Functional and Structural Characterization of a Lyophilized Pulmonary Surfactant Directly Applied onto the Air-Liquid Interface

Abstract

Lung surfactant is a lipoproteic complex which main function is to stabilize the air-liquid interface in the alveolous. Its absence or inactivation leads to severe lung damage which can cause death. Up to now, clinical treatments have consisted in the intratraqueal application of a dense aqueous suspension, an invasive procedure that requires intubation of the patient. In an attempt to explore new ways of administration such as powder aerosolization, we have evaluated the functional behavior and structural features of the films formed by lyophilized membranes of porcine lung surfactant directly applied onto the air-liquid interface.

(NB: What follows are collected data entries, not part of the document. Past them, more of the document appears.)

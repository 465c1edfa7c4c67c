//! Chat command parsing

/// Prefix that marks a chat message as a command.
pub const COMMAND_PREFIX: char = '!';

/// A `!name args...` message split into its parts.
#[derive(Debug, Clone, PartialEq, Eq)]
pub struct Invocation {
    /// Command word including the prefix, e.g. `!hunt`.
    pub name: String,
    /// Remaining words joined by single spaces.
    pub args: String,
}

impl Invocation {
    /// Split a raw message. Returns `None` for messages without the prefix.
    pub fn parse(content: &str) -> Option<Self> {
        if !content.starts_with(COMMAND_PREFIX) {
            return None;
        }
        let mut words = content.split_whitespace();
        let name = words.next()?.to_string();
        let args = words.collect::<Vec<_>>().join(" ");
        Some(Self { name, args })
    }
}

/// A recognised command with its required arguments present.
#[derive(Debug, Clone, PartialEq, Eq)]
pub enum Command {
    Hunt { topic: String },
    Graph { topic: String },
    Analyze { text: String },
    Ping,
    Help,
}

impl Command {
    /// Resolve an invocation. Unknown commands and argument-taking commands
    /// invoked without arguments yield `None`.
    pub fn from_invocation(invocation: &Invocation) -> Option<Self> {
        let args = invocation.args.clone();
        match (invocation.name.as_str(), args.is_empty()) {
            ("!hunt", false) => Some(Command::Hunt { topic: args }),
            ("!graph", false) => Some(Command::Graph { topic: args }),
            ("!analyze", false) => Some(Command::Analyze { text: args }),
            ("!ping", _) => Some(Command::Ping),
            ("!help", _) => Some(Command::Help),
            _ => None,
        }
    }

    /// Metric label for this command.
    pub fn name(&self) -> &'static str {
        match self {
            Command::Hunt { .. } => "hunt",
            Command::Graph { .. } => "graph",
            Command::Analyze { .. } => "analyze",
            Command::Ping => "ping",
            Command::Help => "help",
        }
    }
}
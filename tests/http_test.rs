//! SafeHttp tests against a local mock server.

use std::time::Duration;

use reqwest::header::{HeaderMap, HeaderValue};
use serde_json::json;
use wiremock::matchers::{header, method, path, query_param};
use wiremock::{Mock, MockServer, ResponseTemplate};

use membit::http::{RequestOptions, SafeHttp};

fn fast_retries(retries: u32) -> RequestOptions {
    RequestOptions::new()
        .retries(retries)
        .backoff_step(Duration::from_millis(1))
        .timeout(Duration::from_secs(2))
}

#[tokio::test]
async fn returns_decoded_body_on_success() {
    let server = MockServer::start().await;
    Mock::given(method("GET"))
        .and(path("/search"))
        .respond_with(ResponseTemplate::new(200).set_body_json(json!({"clusters": []})))
        .expect(1)
        .mount(&server)
        .await;

    let http = SafeHttp::new();
    let body = http
        .get_json(
            &format!("{}/search", server.uri()),
            &HeaderMap::new(),
            &[],
            &fast_retries(2),
        )
        .await;

    assert_eq!(body, Some(json!({"clusters": []})));
    assert!(http.is_open());
}

#[tokio::test]
async fn server_errors_exhaust_all_attempts() {
    let server = MockServer::start().await;
    Mock::given(method("GET"))
        .respond_with(ResponseTemplate::new(500))
        .expect(3)
        .mount(&server)
        .await;

    let http = SafeHttp::new();
    let body = http
        .get_json(&server.uri(), &HeaderMap::new(), &[], &fast_retries(2))
        .await;

    assert_eq!(body, None);
}

#[tokio::test]
async fn recovers_after_transient_failure() {
    let server = MockServer::start().await;
    Mock::given(method("GET"))
        .respond_with(ResponseTemplate::new(503))
        .up_to_n_times(1)
        .expect(1)
        .mount(&server)
        .await;
    Mock::given(method("GET"))
        .respond_with(ResponseTemplate::new(200).set_body_json(json!({"ok": true})))
        .expect(1)
        .mount(&server)
        .await;

    let http = SafeHttp::new();
    let body = http
        .get_json(&server.uri(), &HeaderMap::new(), &[], &fast_retries(2))
        .await;

    assert_eq!(body, Some(json!({"ok": true})));
}

#[tokio::test]
async fn non_200_success_status_is_a_failure() {
    let server = MockServer::start().await;
    Mock::given(method("GET"))
        .respond_with(ResponseTemplate::new(204))
        .expect(1)
        .mount(&server)
        .await;

    let http = SafeHttp::new();
    let body = http
        .get_json(&server.uri(), &HeaderMap::new(), &[], &RequestOptions::no_retry())
        .await;

    assert_eq!(body, None);
}

#[tokio::test]
async fn invalid_json_is_retried_then_absent() {
    let server = MockServer::start().await;
    Mock::given(method("GET"))
        .respond_with(ResponseTemplate::new(200).set_body_string("not json"))
        .expect(2)
        .mount(&server)
        .await;

    let http = SafeHttp::new();
    let body = http
        .get_json(&server.uri(), &HeaderMap::new(), &[], &fast_retries(1))
        .await;

    assert_eq!(body, None);
}

#[tokio::test]
async fn empty_object_body_counts_as_no_data() {
    let server = MockServer::start().await;
    Mock::given(method("GET"))
        .respond_with(ResponseTemplate::new(200).set_body_json(json!({})))
        .expect(1)
        .mount(&server)
        .await;

    let http = SafeHttp::new();
    let body = http
        .get_json(&server.uri(), &HeaderMap::new(), &[], &fast_retries(2))
        .await;

    assert_eq!(body, None);
}

#[tokio::test]
async fn falsy_bodies_count_as_no_data() {
    for body in [json!([]), json!(false), json!(0), json!("")] {
        let server = MockServer::start().await;
        Mock::given(method("GET"))
            .respond_with(ResponseTemplate::new(200).set_body_json(body.clone()))
            .expect(1)
            .mount(&server)
            .await;

        let http = SafeHttp::new();
        let result = http
            .get_json(&server.uri(), &HeaderMap::new(), &[], &fast_retries(2))
            .await;
        assert_eq!(result, None, "body {body} should be absent");
    }
}

#[tokio::test]
async fn sends_params_headers_and_user_agent() {
    let server = MockServer::start().await;
    Mock::given(method("GET"))
        .and(query_param("q", "solana"))
        .and(query_param("limit", "6"))
        .and(header("x-membit-api-key", "secret"))
        .and(header("user-agent", membit::version::user_agent().as_str()))
        .respond_with(ResponseTemplate::new(200).set_body_json(json!({"clusters": [1]})))
        .expect(1)
        .mount(&server)
        .await;

    let mut headers = HeaderMap::new();
    headers.insert("x-membit-api-key", HeaderValue::from_static("secret"));

    let http = SafeHttp::new();
    let body = http
        .get_json(
            &server.uri(),
            &headers,
            &[("q", "solana".to_string()), ("limit", "6".to_string())],
            &RequestOptions::no_retry(),
        )
        .await;

    assert!(body.is_some());
}

#[tokio::test]
async fn connection_refused_yields_none() {
    let http = SafeHttp::new();
    let body = http
        .get_json(
            "http://127.0.0.1:1/unreachable",
            &HeaderMap::new(),
            &[],
            &fast_retries(1),
        )
        .await;

    assert_eq!(body, None);
}

#[tokio::test]
async fn closed_session_is_recreated_on_next_request() {
    let server = MockServer::start().await;
    Mock::given(method("GET"))
        .respond_with(ResponseTemplate::new(200).set_body_json(json!([1, 2])))
        .expect(2)
        .mount(&server)
        .await;

    let http = SafeHttp::new();
    let options = RequestOptions::no_retry();
    assert!(
        http.get_json(&server.uri(), &HeaderMap::new(), &[], &options)
            .await
            .is_some()
    );
    assert!(http.close());
    assert!(
        http.get_json(&server.uri(), &HeaderMap::new(), &[], &options)
            .await
            .is_some()
    );
    assert!(http.is_open());
}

Captive Bubble Surfactometry experiments have demonstrated that lyophilization preserves the main characteristics of a functional surfactant such as a fast adsorption and a rapid extension along the interface. Even more, it was demonstrated that less amount of material is needed to obtain the same results compared to an aqueous suspension. This more active material exerts also a higher resistance to the inactivation of the surfactant function that is produced by serum components. The effect of the freezing temperature previous to the sublimation process was also evaluated to stablish the proper conditions needed to observe such results. Surfactant films formed from the direct application of lyophilized fluorescent labeled surfactant complexes at the interface of a Langmuir balance, provided some light upon the possible mechanism that underlies this behavior.